Stored items

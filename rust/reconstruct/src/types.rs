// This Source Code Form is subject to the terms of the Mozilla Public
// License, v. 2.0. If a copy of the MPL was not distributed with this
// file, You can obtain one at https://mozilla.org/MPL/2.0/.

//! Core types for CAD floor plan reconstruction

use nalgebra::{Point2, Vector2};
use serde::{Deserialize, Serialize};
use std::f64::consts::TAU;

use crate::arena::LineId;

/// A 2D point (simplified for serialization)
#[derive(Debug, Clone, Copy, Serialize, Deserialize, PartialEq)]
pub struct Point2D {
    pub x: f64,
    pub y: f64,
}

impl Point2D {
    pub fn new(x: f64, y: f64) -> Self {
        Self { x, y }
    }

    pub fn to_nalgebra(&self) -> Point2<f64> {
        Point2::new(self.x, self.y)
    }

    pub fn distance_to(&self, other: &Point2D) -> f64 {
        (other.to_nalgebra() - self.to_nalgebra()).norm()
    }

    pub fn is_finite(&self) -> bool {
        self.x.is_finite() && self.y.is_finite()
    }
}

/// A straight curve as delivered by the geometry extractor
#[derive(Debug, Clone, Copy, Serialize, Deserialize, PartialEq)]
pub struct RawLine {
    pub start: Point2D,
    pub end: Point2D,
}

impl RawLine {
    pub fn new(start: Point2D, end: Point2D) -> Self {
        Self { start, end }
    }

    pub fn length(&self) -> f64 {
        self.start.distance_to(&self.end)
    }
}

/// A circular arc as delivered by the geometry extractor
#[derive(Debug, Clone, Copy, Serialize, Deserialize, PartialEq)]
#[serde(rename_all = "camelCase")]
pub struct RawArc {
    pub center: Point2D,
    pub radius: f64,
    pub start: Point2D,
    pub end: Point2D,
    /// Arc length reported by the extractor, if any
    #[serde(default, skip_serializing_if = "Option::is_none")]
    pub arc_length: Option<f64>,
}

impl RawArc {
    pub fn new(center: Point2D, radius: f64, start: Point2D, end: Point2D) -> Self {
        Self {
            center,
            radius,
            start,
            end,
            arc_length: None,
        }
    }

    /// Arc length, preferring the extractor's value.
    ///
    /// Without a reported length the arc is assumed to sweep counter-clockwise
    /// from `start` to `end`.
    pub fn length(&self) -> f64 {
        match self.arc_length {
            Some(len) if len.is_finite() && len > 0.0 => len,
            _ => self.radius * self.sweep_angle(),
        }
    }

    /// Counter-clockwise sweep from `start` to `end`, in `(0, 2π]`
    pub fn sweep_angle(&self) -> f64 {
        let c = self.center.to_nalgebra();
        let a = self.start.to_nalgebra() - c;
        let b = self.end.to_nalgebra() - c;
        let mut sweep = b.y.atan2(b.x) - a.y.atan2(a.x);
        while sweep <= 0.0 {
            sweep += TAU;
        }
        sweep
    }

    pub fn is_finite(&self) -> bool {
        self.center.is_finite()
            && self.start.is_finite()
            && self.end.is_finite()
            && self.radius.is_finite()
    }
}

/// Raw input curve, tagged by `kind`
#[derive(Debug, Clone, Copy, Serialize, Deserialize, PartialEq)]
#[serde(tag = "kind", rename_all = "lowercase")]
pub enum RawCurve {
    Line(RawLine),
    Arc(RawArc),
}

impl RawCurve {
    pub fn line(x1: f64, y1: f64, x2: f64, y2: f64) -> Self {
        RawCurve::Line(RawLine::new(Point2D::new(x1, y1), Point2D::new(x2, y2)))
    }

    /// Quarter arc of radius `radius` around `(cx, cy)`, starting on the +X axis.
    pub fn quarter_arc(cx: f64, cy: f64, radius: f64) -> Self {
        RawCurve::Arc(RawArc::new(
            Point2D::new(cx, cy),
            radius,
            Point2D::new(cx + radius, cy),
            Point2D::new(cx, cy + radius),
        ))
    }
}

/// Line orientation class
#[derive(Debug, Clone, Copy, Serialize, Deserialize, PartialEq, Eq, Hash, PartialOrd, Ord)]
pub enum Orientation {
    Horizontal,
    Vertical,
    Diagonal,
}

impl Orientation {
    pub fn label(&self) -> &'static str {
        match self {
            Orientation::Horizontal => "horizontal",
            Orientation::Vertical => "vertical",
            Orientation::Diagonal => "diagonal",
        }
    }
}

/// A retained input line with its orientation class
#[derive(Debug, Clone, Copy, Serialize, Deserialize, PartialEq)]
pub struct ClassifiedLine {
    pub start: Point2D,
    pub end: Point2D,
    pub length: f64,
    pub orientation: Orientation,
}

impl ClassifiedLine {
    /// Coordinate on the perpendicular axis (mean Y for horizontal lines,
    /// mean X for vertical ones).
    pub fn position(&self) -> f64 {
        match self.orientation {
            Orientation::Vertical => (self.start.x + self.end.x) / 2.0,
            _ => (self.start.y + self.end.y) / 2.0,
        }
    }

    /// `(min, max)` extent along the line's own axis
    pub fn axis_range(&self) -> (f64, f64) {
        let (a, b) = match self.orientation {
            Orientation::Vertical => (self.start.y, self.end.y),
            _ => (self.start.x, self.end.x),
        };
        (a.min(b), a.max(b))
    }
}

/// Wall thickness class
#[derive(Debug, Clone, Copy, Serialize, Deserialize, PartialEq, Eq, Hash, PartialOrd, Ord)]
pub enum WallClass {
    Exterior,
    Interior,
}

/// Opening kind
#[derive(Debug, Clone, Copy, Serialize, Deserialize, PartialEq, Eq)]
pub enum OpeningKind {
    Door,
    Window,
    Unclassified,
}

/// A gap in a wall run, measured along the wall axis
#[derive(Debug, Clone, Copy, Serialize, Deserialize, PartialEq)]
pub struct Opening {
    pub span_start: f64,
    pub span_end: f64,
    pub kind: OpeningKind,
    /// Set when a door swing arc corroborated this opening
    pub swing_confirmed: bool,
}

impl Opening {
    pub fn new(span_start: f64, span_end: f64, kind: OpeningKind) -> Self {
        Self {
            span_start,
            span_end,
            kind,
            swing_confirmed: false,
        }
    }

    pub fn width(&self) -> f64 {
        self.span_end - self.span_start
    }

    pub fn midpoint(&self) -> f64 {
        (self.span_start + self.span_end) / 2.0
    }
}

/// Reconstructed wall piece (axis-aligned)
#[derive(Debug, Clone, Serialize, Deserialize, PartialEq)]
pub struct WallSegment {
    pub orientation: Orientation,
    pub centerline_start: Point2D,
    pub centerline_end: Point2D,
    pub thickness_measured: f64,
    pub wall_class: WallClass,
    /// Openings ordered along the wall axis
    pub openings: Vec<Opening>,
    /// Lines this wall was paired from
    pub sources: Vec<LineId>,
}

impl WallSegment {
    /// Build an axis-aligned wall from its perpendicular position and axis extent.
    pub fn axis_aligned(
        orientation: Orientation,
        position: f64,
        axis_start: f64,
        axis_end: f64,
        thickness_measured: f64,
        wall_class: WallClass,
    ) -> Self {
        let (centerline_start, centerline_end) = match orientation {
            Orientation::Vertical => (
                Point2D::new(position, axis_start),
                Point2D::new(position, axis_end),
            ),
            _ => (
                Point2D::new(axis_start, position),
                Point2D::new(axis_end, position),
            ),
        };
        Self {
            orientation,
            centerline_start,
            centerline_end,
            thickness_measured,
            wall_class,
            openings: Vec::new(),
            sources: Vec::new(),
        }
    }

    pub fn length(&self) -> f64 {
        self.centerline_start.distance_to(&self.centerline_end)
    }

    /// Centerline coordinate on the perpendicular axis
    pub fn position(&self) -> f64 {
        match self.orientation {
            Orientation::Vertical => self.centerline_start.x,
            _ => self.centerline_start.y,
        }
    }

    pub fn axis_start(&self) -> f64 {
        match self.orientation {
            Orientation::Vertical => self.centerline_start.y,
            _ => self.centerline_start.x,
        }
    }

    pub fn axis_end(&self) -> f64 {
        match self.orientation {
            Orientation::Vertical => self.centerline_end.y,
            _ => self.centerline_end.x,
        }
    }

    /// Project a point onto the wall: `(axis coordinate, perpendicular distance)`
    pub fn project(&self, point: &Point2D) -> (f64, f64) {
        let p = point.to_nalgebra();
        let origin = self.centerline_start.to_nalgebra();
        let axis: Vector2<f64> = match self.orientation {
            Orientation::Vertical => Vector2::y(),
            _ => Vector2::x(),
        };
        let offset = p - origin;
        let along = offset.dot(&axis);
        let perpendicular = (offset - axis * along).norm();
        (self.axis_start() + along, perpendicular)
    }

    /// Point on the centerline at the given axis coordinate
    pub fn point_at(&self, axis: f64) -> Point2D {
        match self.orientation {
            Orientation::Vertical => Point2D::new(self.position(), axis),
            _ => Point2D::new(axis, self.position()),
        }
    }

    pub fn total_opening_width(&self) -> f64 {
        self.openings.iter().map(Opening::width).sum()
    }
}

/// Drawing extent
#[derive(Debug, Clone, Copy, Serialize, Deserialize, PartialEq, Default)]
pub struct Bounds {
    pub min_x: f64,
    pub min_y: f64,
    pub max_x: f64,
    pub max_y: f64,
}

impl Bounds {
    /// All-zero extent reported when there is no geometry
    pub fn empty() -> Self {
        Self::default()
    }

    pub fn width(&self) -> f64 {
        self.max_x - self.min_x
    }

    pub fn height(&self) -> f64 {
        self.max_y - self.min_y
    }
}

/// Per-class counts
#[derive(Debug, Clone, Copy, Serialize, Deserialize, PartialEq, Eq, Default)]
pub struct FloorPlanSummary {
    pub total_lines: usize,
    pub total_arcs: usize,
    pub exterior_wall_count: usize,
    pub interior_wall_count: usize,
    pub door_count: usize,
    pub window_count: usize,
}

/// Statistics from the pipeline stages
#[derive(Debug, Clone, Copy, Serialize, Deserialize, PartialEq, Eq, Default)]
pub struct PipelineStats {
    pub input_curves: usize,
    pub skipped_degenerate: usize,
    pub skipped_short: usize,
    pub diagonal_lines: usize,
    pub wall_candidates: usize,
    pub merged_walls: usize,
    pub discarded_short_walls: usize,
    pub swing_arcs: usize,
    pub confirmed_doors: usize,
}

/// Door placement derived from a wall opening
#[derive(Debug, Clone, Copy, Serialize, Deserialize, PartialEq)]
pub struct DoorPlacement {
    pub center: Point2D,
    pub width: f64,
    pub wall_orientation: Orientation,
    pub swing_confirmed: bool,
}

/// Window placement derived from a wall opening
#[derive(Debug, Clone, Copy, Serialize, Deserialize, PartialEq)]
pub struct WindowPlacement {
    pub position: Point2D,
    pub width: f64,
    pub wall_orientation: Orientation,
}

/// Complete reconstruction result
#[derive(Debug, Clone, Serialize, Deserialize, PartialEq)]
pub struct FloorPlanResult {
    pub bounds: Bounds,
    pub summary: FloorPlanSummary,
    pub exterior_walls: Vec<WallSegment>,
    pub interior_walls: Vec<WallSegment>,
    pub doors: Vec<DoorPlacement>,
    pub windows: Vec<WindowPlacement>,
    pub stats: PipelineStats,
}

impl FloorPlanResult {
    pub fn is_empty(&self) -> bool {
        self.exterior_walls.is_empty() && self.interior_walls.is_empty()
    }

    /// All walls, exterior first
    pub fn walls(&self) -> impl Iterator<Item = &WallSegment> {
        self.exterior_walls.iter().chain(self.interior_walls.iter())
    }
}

*Task directions:*
List every line from the entries above in which "geometry" appears.

*Your solution:*
/// A straight curve as delivered by the geometry extractor
/// A circular arc as delivered by the geometry extractor
    /// All-zero extent reported when there is no geometry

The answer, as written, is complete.